Foto tomada de larepublica.net

En mi vida he matado –o visto morir- a cucarachas, arañas y hormigas. Creo que todos lo hemos hecho en algún momento, con menor o mayor grado de arrepentimiento. Pero ninguna de esas pérdidas, se compara con la ocurrida el pasado 27 de junio, cuando desapareció el insecto más famoso y punzante del periodismo nacional: La Machaca.

Nunca conocí a Miguel Ángel Agüero, el papá del simpático bichito que le daba nombre a la icónica sección de La República, pero lo leí por tanto tiempo que lo consideraba un amigo íntimo con el que, a la distancia, sentí como si hubiéramos compartido más de un café, al calor de una amena tertulia sobre política, fútbol o el equipo de sus amores “que no lo dejaba ser humilde”, el Deportivo Saprissa.

Siempre fui un lector asiduo de La Machaca, por influencia de mi abuelo, don Ricardo Carballo, otro seguidor incondicional de la página y suscriptor de larga data del periódico donde se publicó durante 30 años.

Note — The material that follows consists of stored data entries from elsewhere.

//! Program progress and streak display.

use crate::config::Config;
use crate::errors::{AppError, AppResult};
use crate::journal_core::dates;
use crate::journal_core::program::{self, ProgramPhase};
use crate::journal_core::streak::compute_streak;
use crate::journal_io;

/// Prints where the program stands today, plus entry and streak counts.
///
/// The streak figures are the pure calculation: a day that has not been
/// journaled yet is not rounded up.
pub fn show_status(config: &Config) -> AppResult<()> {
    let program = journal_io::load_program(&config.journal_dir)?.ok_or(AppError::SetupRequired)?;
    let entries = journal_io::load_entries(&config.journal_dir)?;
    let today = dates::today();

    match program::classify(&program, today) {
        ProgramPhase::NotStarted => {
            let away = dates::days_between(today, program.start_date);
            println!(
                "Program begins on {} ({} day{} away).",
                dates::format_date(program.start_date),
                away,
                if away == 1 { "" } else { "s" }
            );
        }
        ProgramPhase::Active => match (program::day_number(&program, today), program.program_length)
        {
            (Some(day), Some(length)) => println!("Day {} of {}.", day, length),
            (Some(day), None) => println!("Day {} of an open-ended program.", day),
            _ => {}
        },
        ProgramPhase::Completed => {
            if let Some(end) = program::end_date(&program) {
                println!("Program completed on {}.", dates::format_date(end));
            }
        }
    }

    let streak = compute_streak(&entries, today);
    let recorded_today = entries.find(today).is_some();

    println!("Entries recorded: {}", entries.len());
    println!(
        "Today: {}",
        if recorded_today { "recorded" } else { "not recorded yet" }
    );
    println!("Current streak: {} day{}", streak.current, plural(streak.current));
    println!("Longest streak: {} day{}", streak.longest, plural(streak.longest));

    Ok(())
}

fn plural(count: u32) -> &'static str {
    if count == 1 {
        ""
    } else {
        "s"
    }
}
//! Passive Authentication end-to-end: SOD assembly, data group comparison,
//! signature verification, chain validation and revocation, all against the
//! in-memory store.

mod support;

use std::collections::BTreeMap;
use std::sync::Arc;

use chrono::{Duration, Utc};

use local_pkd::classifier::CountryPolicy;
use local_pkd::crypto::x509::fingerprint_hex;
use local_pkd::models::{CertType, PaStatus};
use local_pkd::pa::{PaEngine, PaRequest};
use local_pkd::store::{CertificateStore, CrlStore, MemoryStore, PaVerificationStore, TrustStore};

struct Setup {
    store: Arc<MemoryStore>,
    engine: PaEngine,
    dsc_der: Vec<u8>,
    dsc_key: Vec<u8>,
}

async fn setup(store_dsc: bool) -> Setup {
    let store = Arc::new(MemoryStore::new());
    let engine = PaEngine::new(store.clone() as Arc<dyn TrustStore>, CountryPolicy::Warn);
    let now = Utc::now();

    let ca = support::make_csca(
        "NL",
        "CSCA NETHERLANDS",
        now - Duration::days(700),
        now + Duration::days(3000),
    );
    store
        .insert_certificate_if_absent(&support::record_from_der(&ca.der, CertType::Csca))
        .await
        .unwrap();
    let crl = support::make_crl(&ca, &[], now - Duration::days(1), now + Duration::days(30));
    store
        .insert_crl_if_absent(&support::crl_record_from_der(&crl))
        .await
        .unwrap();

    let (dsc_der, dsc_key) = support::make_dsc(
        &ca,
        "DS NETHERLANDS 7",
        &[0x42],
        now - Duration::days(10),
        now + Duration::days(355),
    );
    if store_dsc {
        store
            .insert_certificate_if_absent(&support::record_from_der(&dsc_der, CertType::Dsc))
            .await
            .unwrap();
    }

    Setup {
        store,
        engine,
        dsc_der,
        dsc_key,
    }
}

fn dgs() -> BTreeMap<u8, Vec<u8>> {
    BTreeMap::from([
        (1u8, b"MRZ CONTENT DG1".to_vec()),
        (2u8, b"FACE IMAGE DG2".to_vec()),
        (14u8, b"SECURITY INFOS DG14".to_vec()),
    ])
}

fn request(sod: Vec<u8>, data_groups: BTreeMap<u8, Vec<u8>>) -> PaRequest {
    PaRequest {
        sod,
        data_groups,
        issuing_country: Some("NL".to_string()),
        document_number: Some("X1234567".to_string()),
        client_ip: Some("10.0.0.1".to_string()),
        user_agent: Some("test-suite".to_string()),
    }
}

fn sod_for(setup: &Setup, data_groups: &BTreeMap<u8, Vec<u8>>, wrap: bool) -> Vec<u8> {
    let refs: Vec<(u8, &[u8])> = data_groups
        .iter()
        .map(|(n, c)| (*n, c.as_slice()))
        .collect();
    support::build_sod(&setup.dsc_der, &setup.dsc_key, &refs, wrap)
}

#[tokio::test]
async fn pa_succeeds_on_matching_data_groups() {
    let s = setup(true).await;
    let data_groups = dgs();
    let sod = sod_for(&s, &data_groups, false);

    let report = s.engine.verify(request(sod, data_groups)).await.unwrap();
    let v = &report.verification;

    assert_eq!(v.status, PaStatus::Valid, "message: {}", v.message);
    assert_eq!(v.dg_hashes_valid, Some(true));
    assert_eq!(v.sod_signature_valid, Some(true));
    assert_eq!(v.trust_chain_valid, Some(true));
    assert_eq!(v.crl_clean, Some(true));
    assert!(v.dsc.is_some());
    assert!(v.csca.is_some());
    assert_eq!(report.dg_comparisons.len(), 3);
    assert!(report.dg_comparisons.iter().all(|c| c.valid && c.presented));

    // The verdict is persisted.
    let stored = s
        .store
        .pa_verification_by_id(v.id)
        .await
        .unwrap()
        .expect("verification persisted");
    assert_eq!(stored.status, PaStatus::Valid);
}

#[tokio::test]
async fn pa_accepts_wrapped_sod() {
    let s = setup(true).await;
    let data_groups = dgs();
    let sod = sod_for(&s, &data_groups, true);

    let report = s.engine.verify(request(sod, data_groups)).await.unwrap();
    assert_eq!(report.verification.status, PaStatus::Valid);
}

#[tokio::test]
async fn pa_flags_tampered_dg1() {
    let s = setup(true).await;
    let data_groups = dgs();
    let sod = sod_for(&s, &data_groups, false);

    // One byte of DG1 flips after signing.
    let mut tampered = data_groups.clone();
    tampered.get_mut(&1).unwrap()[0] ^= 0x01;

    let report = s.engine.verify(request(sod, tampered)).await.unwrap();
    let v = &report.verification;

    assert_eq!(v.status, PaStatus::Invalid);
    assert_eq!(v.dg_hashes_valid, Some(false));
    // Signature and chain are still fine; the data group is what failed.
    assert_eq!(v.sod_signature_valid, Some(true));
    assert_eq!(v.trust_chain_valid, Some(true));

    let dg1 = report
        .dg_comparisons
        .iter()
        .find(|c| c.dg == 1)
        .expect("DG1 compared");
    assert!(!dg1.valid);
    assert_ne!(dg1.actual.as_deref(), Some(dg1.expected.as_str()));
    // The diagnostic names DG1 and both hashes.
    assert!(v.message.contains("DG1 hash mismatch"));
    assert!(v.message.contains(&dg1.expected));
}

#[tokio::test]
async fn pa_allows_partial_reads() {
    let s = setup(true).await;
    let full = dgs();
    let sod = sod_for(&s, &full, false);

    // Only DG1 presented; DG2/DG14 are flagged but not fatal.
    let mut partial = BTreeMap::new();
    partial.insert(1u8, full[&1].clone());

    let report = s.engine.verify(request(sod, partial)).await.unwrap();
    assert_eq!(report.verification.status, PaStatus::Valid);
    assert_eq!(
        report
            .dg_comparisons
            .iter()
            .filter(|c| !c.presented)
            .count(),
        2
    );
}

#[tokio::test]
async fn pa_auto_registers_unknown_dsc() {
    let s = setup(false).await;
    let data_groups = dgs();
    let sod = sod_for(&s, &data_groups, false);
    let dsc_fingerprint = fingerprint_hex(&s.dsc_der);

    assert!(s
        .store
        .certificate_by_fingerprint(&dsc_fingerprint)
        .await
        .unwrap()
        .is_none());

    let report = s.engine.verify(request(sod, data_groups)).await.unwrap();
    assert_eq!(report.verification.status, PaStatus::Valid);

    let registered = s
        .store
        .certificate_by_fingerprint(&dsc_fingerprint)
        .await
        .unwrap()
        .expect("DSC auto-registered");
    assert_eq!(registered.cert_type, CertType::Dsc);
    // SOD-sourced material is not vetted trust material.
    assert!(!registered.source_verified);
}

#[tokio::test]
async fn pa_reports_error_on_garbage() {
    let s = setup(true).await;
    let report = s
        .engine
        .verify(request(vec![0xDE, 0xAD], dgs()))
        .await
        .unwrap();
    assert_eq!(report.verification.status, PaStatus::Error);
    assert_eq!(report.verification.dg_hashes_valid, None);
}

#[tokio::test]
async fn pa_rejects_revoked_dsc() {
    let store = Arc::new(MemoryStore::new());
    let engine = PaEngine::new(store.clone() as Arc<dyn TrustStore>, CountryPolicy::Warn);
    let now = Utc::now();
    let ca = support::make_csca(
        "NL",
        "CSCA NETHERLANDS",
        now - Duration::days(700),
        now + Duration::days(3000),
    );
    store
        .insert_certificate_if_absent(&support::record_from_der(&ca.der, CertType::Csca))
        .await
        .unwrap();
    let (dsc_der, dsc_key) = support::make_dsc(
        &ca,
        "DS NETHERLANDS 8",
        &[0x43],
        now - Duration::days(10),
        now + Duration::days(355),
    );
    // The DSC's serial is on the CSCA's current CRL.
    let crl = support::make_crl(
        &ca,
        &[&[0x43]],
        now - Duration::days(1),
        now + Duration::days(30),
    );
    store
        .insert_crl_if_absent(&support::crl_record_from_der(&crl))
        .await
        .unwrap();

    let data_groups = dgs();
    let refs: Vec<(u8, &[u8])> = data_groups
        .iter()
        .map(|(n, c)| (*n, c.as_slice()))
        .collect();
    let sod = support::build_sod(&dsc_der, &dsc_key, &refs, false);

    let report = engine.verify(request(sod, data_groups)).await.unwrap();
    let v = &report.verification;
    assert_eq!(v.status, PaStatus::Invalid);
    assert_eq!(v.crl_clean, Some(false));
    assert_eq!(v.trust_chain_valid, Some(false));
    // DG hashes and the SOD signature are intact.
    assert_eq!(v.dg_hashes_valid, Some(true));
    assert_eq!(v.sod_signature_valid, Some(true));
}
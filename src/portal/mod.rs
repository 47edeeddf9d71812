//! ICAO portal auto-sync.
//!
//! Polls the public download page, extracts bundle filenames per
//! collection, records newly published versions and notifies the operator.
//! A network failure leaves state unchanged; a malformed filename skips that
//! filename only.

use std::sync::Arc;
use std::time::Duration;

use chrono::Utc;
use rand::Rng;
use regex::Regex;
use uuid::Uuid;

use crate::config::PortalConfig;
use crate::error::{PkdError, Result};
use crate::models::{IcaoCollection, IcaoVersion, IcaoVersionStatus};
use crate::notify::NotificationPort;
use crate::store::TrustStore;

const FETCH_TIMEOUT: Duration = Duration::from_secs(10);
const RETRY_ATTEMPTS: u32 = 5;
const RETRY_BASE: Duration = Duration::from_secs(30);
const RETRY_CAP: Duration = Duration::from_secs(300);

/// One filename successfully extracted from the portal page.
#[derive(Debug, Clone, PartialEq, Eq)]
pub struct DetectedFile {
    pub collection: IcaoCollection,
    pub filename: String,
    pub version: u32,
}

/// Extract bundle filenames per collection. Filenames whose version digits
/// overflow are skipped, not fatal.
pub fn extract_versions(html: &str) -> Vec<DetectedFile> {
    let mut found = Vec::new();
    for collection in IcaoCollection::all() {
        let pattern = format!(
            r"icaopkd-{}-complete-(\d+)\.ldif",
            collection.file_prefix()
        );
        let Ok(re) = Regex::new(&pattern) else {
            continue;
        };
        for caps in re.captures_iter(html) {
            let filename = caps[0].to_string();
            let Ok(version) = caps[1].parse::<u32>() else {
                log::warn!("skipping unparsable portal filename: {filename}");
                continue;
            };
            let detected = DetectedFile {
                collection,
                filename,
                version,
            };
            if !found.contains(&detected) {
                found.push(detected);
            }
        }
    }
    found
}

pub struct PortalSync {
    store: Arc<dyn TrustStore>,
    notifier: Arc<dyn NotificationPort>,
    config: PortalConfig,
    client: reqwest::Client,
    auto_notify: bool,
}

/// Outcome of one portal pass.
#[derive(Debug)]
pub struct PortalCheckOutcome {
    pub new_versions: Vec<IcaoVersion>,
    pub notified: bool,
}

impl PortalSync {
    pub fn new(
        store: Arc<dyn TrustStore>,
        notifier: Arc<dyn NotificationPort>,
        config: PortalConfig,
    ) -> Result<Self> {
        let client = reqwest::Client::builder()
            .timeout(FETCH_TIMEOUT)
            .build()
            .map_err(|e| PkdError::Network(e.to_string()))?;
        let auto_notify = config.notify_email.is_some();
        Ok(PortalSync {
            store,
            notifier,
            config,
            client,
            auto_notify,
        })
    }

    async fn fetch_portal_html(&self) -> Result<String> {
        let mut last_error = None;
        for attempt in 0..RETRY_ATTEMPTS {
            match self.client.get(&self.config.url).send().await {
                Ok(response) => match response.error_for_status() {
                    Ok(ok) => return Ok(ok.text().await?),
                    Err(e) => last_error = Some(PkdError::Network(e.to_string())),
                },
                Err(e) => last_error = Some(PkdError::Network(e.to_string())),
            }
            if attempt + 1 < RETRY_ATTEMPTS {
                let backoff = RETRY_BASE
                    .saturating_mul(1u32 << attempt.min(4))
                    .min(RETRY_CAP);
                let jitter_ms = rand::thread_rng().gen_range(0..=1000 * (attempt as u64 + 1));
                let wait = backoff + Duration::from_millis(jitter_ms);
                log::warn!(
                    "portal fetch attempt {} failed, retrying in {:?}",
                    attempt + 1,
                    wait
                );
                tokio::time::sleep(wait).await;
            }
        }
        Err(last_error.unwrap_or_else(|| PkdError::Network("portal fetch failed".to_string())))
    }

    /// One full portal pass: fetch, diff, insert DETECTED rows, notify.
    pub async fn check_once(&self) -> Result<PortalCheckOutcome> {
        let html = self.fetch_portal_html().await?;
        self.process_page(&html).await
    }

    /// Diff a fetched page against the stored versions (separated from the
    /// fetch so the parsing path is directly testable).
    pub async fn process_page(&self, html: &str) -> Result<PortalCheckOutcome> {
        let detected = extract_versions(html);
        log::debug!("portal page lists {} bundle filenames", detected.len());

        let mut new_versions = Vec::new();
        for file in detected {
            let version = IcaoVersion {
                id: Uuid::new_v4(),
                collection: file.collection,
                filename: file.filename,
                version: file.version,
                status: IcaoVersionStatus::Detected,
                detected_at: Utc::now(),
                notified: false,
                upload_id: None,
            };
            let outcome = self.store.insert_icao_version_if_absent(&version).await?;
            if outcome.inserted {
                log::info!(
                    "detected new ICAO bundle {} (collection {}, version {})",
                    version.filename,
                    version.collection,
                    version.version
                );
                new_versions.push(version);
            }
        }

        let mut notified = false;
        if self.auto_notify && !new_versions.is_empty() {
            let body = new_versions
                .iter()
                .map(|v| format!("{} {} v{}", v.collection, v.filename, v.version))
                .collect::<Vec<_>>()
                .join("\n");
            let subject = format!("{} new ICAO PKD file(s) available", new_versions.len());
            self.notifier.notify(&subject, &body).await?;
            for version in &mut new_versions {
                self.store
                    .update_icao_version_status(version.id, IcaoVersionStatus::Notified, true)
                    .await?;
                version.status = IcaoVersionStatus::Notified;
                version.notified = true;
            }
            notified = true;
        }

        Ok(PortalCheckOutcome {
            new_versions,
            notified,
        })
    }
}

#[cfg(test)]
mod tests {
    use super::*;

    #[test]
    fn extracts_all_three_collections() {
        let html = r#"
            <a href="/download/icaopkd-001-complete-005973.ldif">DSC/CRL</a>
            <a href="/download/icaopkd-002-complete-000350.ldif">Master Lists</a>
            <a href="/download/icaopkd-003-complete-000118.ldif">NC</a>
        "#;
        let found = extract_versions(html);
        assert_eq!(found.len(), 3);
        assert!(found.contains(&DetectedFile {
            collection: IcaoCollection::DscCrl,
            filename: "icaopkd-001-complete-005973.ldif".into(),
            version: 5973,
        }));
        assert!(found.contains(&DetectedFile {
            collection: IcaoCollection::MasterList,
            filename: "icaopkd-002-complete-000350.ldif".into(),
            version: 350,
        }));
        assert!(found.contains(&DetectedFile {
            collection: IcaoCollection::DscNc,
            filename: "icaopkd-003-complete-000118.ldif".into(),
            version: 118,
        }));
    }

    #[test]
    fn duplicate_links_collapse() {
        let html = "icaopkd-001-complete-005973.ldif icaopkd-001-complete-005973.ldif";
        assert_eq!(extract_versions(html).len(), 1);
    }

    #[test]
    fn unrelated_filenames_ignored() {
        let html = "icaopkd-004-complete-000001.ldif notes.txt icaopkd-001-partial-5.ldif";
        assert!(extract_versions(html).is_empty());
    }
}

Me parece verlo, sentado a pierna cruzada todas las mañanas después de desayunar, gozando, a carcajada limpia, con las ocurrencias del popular “Machaco.”

Desde mi etapa de universitario, que transcurrió junto a mis abuelos paternos, en Guadalupe de Goicoechea, hasta donde llegaba La República todos los días, se convirtió en mi sección favorita, la cual, con el perdón de mis respetables colegas, casi siempre leía de primero, ignorando o retrasando la lectura de todo lo demás.

Criticar sin ofender

Ya que uno coincidiera o no con don Miguel Ángel, era imposible permanecer indiferente frente sus atinados comentarios que no dejaban títere con cabeza. Aunque se metía con todos, desde presidentes y ministros, hasta empresarios y sindicalistas, a nadie ofendía; siempre lo hacía con total transparencia, decencia, respeto y buen tino.

Entre los múltiples “pachos” que nos recetaba, recuerdo cuando mandaba a los políticos a la Óptica Halabi a hacerse un examen de la vista para ver mejor los problemas del país, traía a colación la famosa frase de la exdiputada, doña Niní (“así hasta yo”) para criticar nuestra costumbre de optar por la salida fácil o comparaba la renuncia masiva de funcionarios con el cuento de los 10 negritos de Agatha Christie que iban desapareciendo hasta que ya no quedaba ninguno.

A lo largo de su extensa trayectoria, que lo llevó a probar suerte en la política y en el deporte, antes de encontrar su verdadera pasión en el periodismo de sátira, nunca enfrentó problemas legales y contadas veces debió rectificar. Ni siquiera sus “víctimas” de turno podían resistirse la tentación de reírse a costa de sus propias desventuras.

¿La razón? El propio protagonista lo explicaba jocosamente. “Puede haber dos razones: la primera, que La Machaca no ataca personas en su plano personal, la segunda puede ser que estas sepan disimular muy bien”.

Embajador de la risoterapia

Me llamaba la atención, no solo la variedad y actualidad de la página, lo que obligaba al editor –tal y como confesó en una entrevista brindada al Colegio de Periodistas- a invertir unas doce horas diarias en leer periódicos y escuchar programas de radio, sino también a la fina ironía, sátira y fisga con las que la abordaba.

Como diría Chespirito, era experto en ver las cosas por el lado amable, un convencido de que esta vida es demasiado corta para tomársela tan en serio y que nada mejor que una buena terapia de risas para curar el peor de los males. Por más polémico, serio o sensible que fuera un asunto, demostraba que siempre hay espacio para el buen humor, reflejando, en su más pura esencia, ese rasgo tan característico del tico de sacarle chistes a todo.

Combinaba perfectamente dos de los artes más complejos: el de hacer reír con el de invitar a reflexionar, sin omitir su agudeza intelectual y una capacidad admirable de observación y comprensión de los problemas cotidianos, en sus más diversos ámbitos:  social, cultural, educativo, moral, deportivo…

En una de sus últimas páginas publicadas, incluyó la siguiente frase de Juana Inés de la Cruz: “No puedo dejar de trabajar, tendré la eternidad para descansar”. Premonición o no, lo cierto es que eso fue precisamente lo que hizo. Quince días antes de su fallecimiento, aún seguía activo. Todo un ejemplo de responsabilidad, honradez y amor al ejercicio del periodismo. Descanse en paz, don Miguel Ángel Agüero. Me alegra saber que, finalmente, mi abuelo, su fan número uno, podrá conocerlo y agradecerle por su generoso legado.